The main mode of transmission of the virus in the Caribbean is through the practice of men and women having multiple sex partners. Unprotected sex and social taboos preventing sex education from being easily taught to young people also account for the spread of HIV/AIDS, says CAREC.
Priorities for the Region
The University of the West Indies (UWI) expects the cost of caring for HIV/AIDS-infected persons in Trinidad and Tobago and Jamaica to consume by 2005 what these governments now spend ($200 million) on health care for their entire populations. “The rising incidence of HIV cases, if left unchecked in the region, will lead to continued negative growth and the eventual destabilization of economies in the Caribbean,” notes the UWI study.
A Caribbean Task Force on HIV/AIDS has identified a number of priorities for the region. They include the development of non-discriminatory policies and legislation; care and support for infected persons, including access to basic and anti-retroviral drugs; and the targeting of high-risk groups, including homosexual men, prostitutes, and youths for counseling in safe-sex practices.
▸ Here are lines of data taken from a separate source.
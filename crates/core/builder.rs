//! Builder for opening a geofence service
//!
//! Chooses the store (in-memory, snapshot file or a caller-provided
//! implementation) and the configuration, then rebuilds the index from
//! whatever the store already holds.

use crate::config::Config;
use crate::error::Result;
use crate::service::Geofence;
use crate::storage::{MemoryStore, Store};
#[cfg(feature = "snapshot")]
use std::path::PathBuf;

enum StoreChoice {
    Memory,
    #[cfg(feature = "snapshot")]
    Snapshot(PathBuf),
    Custom(Box<dyn Store>),
}

/// Builder for service configuration and storage.
pub struct GeofenceBuilder {
    store: StoreChoice,
    config: Config,
}

impl GeofenceBuilder {
    /// Create a new builder with default in-memory configuration.
    pub fn new() -> Self {
        Self {
            store: StoreChoice::Memory,
            config: Config::default(),
        }
    }

    /// Persist to a snapshot file, loading it first if it exists.
    #[cfg(feature = "snapshot")]
    pub fn snapshot_path<P: Into<PathBuf>>(mut self, path: P) -> Self {
        self.store = StoreChoice::Snapshot(path.into());
        self
    }

    /// Configure for in-memory storage with no persistence.
    pub fn in_memory(mut self) -> Self {
        self.store = StoreChoice::Memory;
        self
    }

    /// Use a caller-provided store.
    pub fn store(mut self, store: Box<dyn Store>) -> Self {
        self.store = StoreChoice::Custom(store);
        self
    }

    pub fn config(mut self, config: Config) -> Self {
        self.config = config;
        self
    }

    /// Open the store and rebuild the index from it.
    pub fn build(self) -> Result<Geofence> {
        let store: Box<dyn Store> = match self.store {
            StoreChoice::Memory => Box::new(MemoryStore::new()),
            #[cfg(feature = "snapshot")]
            StoreChoice::Snapshot(path) => Box::new(crate::storage::SnapshotStore::open(path)?),
            StoreChoice::Custom(store) => store,
        };
        Geofence::open(store, self.config)
    }
}

impl Default for GeofenceBuilder {
    fn default() -> Self {
        Self::new()
    }
}

#[cfg(test)]
mod tests {
    use super::*;
    use crate::error::GeofenceError;

    #[test]
    fn test_builder_in_memory() {
        let geofence = GeofenceBuilder::new().in_memory().build().unwrap();
        assert_eq!(geofence.stats().unwrap().index.areas, 0);
    }

    #[test]
    fn test_builder_rejects_invalid_config() {
        let mut config = Config::default();
        config.allowed_currencies.clear();
        assert!(matches!(
            GeofenceBuilder::new().config(config).build(),
            Err(GeofenceError::InvalidInput(_))
        ));
    }

    #[test]
    fn test_builder_with_config() {
        let config = Config::default().with_allowed_currencies(["BRL"]);
        let geofence = GeofenceBuilder::new().config(config).build().unwrap();
        assert!(geofence.config().is_currency_allowed("BRL"));
    }
}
The Bahamas alone among Caribbean states has been reporting a decrease in the incidence of AIDS. The government there is claiming success, reducing by 58 percent the mother-to-child transmission of HIV by using the ACTG 076 protocol — a regime of the AZT drug given to infected mothers after the first 14 weeks of pregnancy and to the baby after birth. Unlike other countries in the region, HIV/AIDS patients in the Bahamas receive treatment with double and triple therapy.
Committed to fighting the contraction of the disease at another level, medical institutions in Haiti, Trinidad and Tobago, and Brazil have formed a consortium to be part of phase two of vaccine trials.
Tony Fraser is a freelance writer based in Trinidad and Tobago.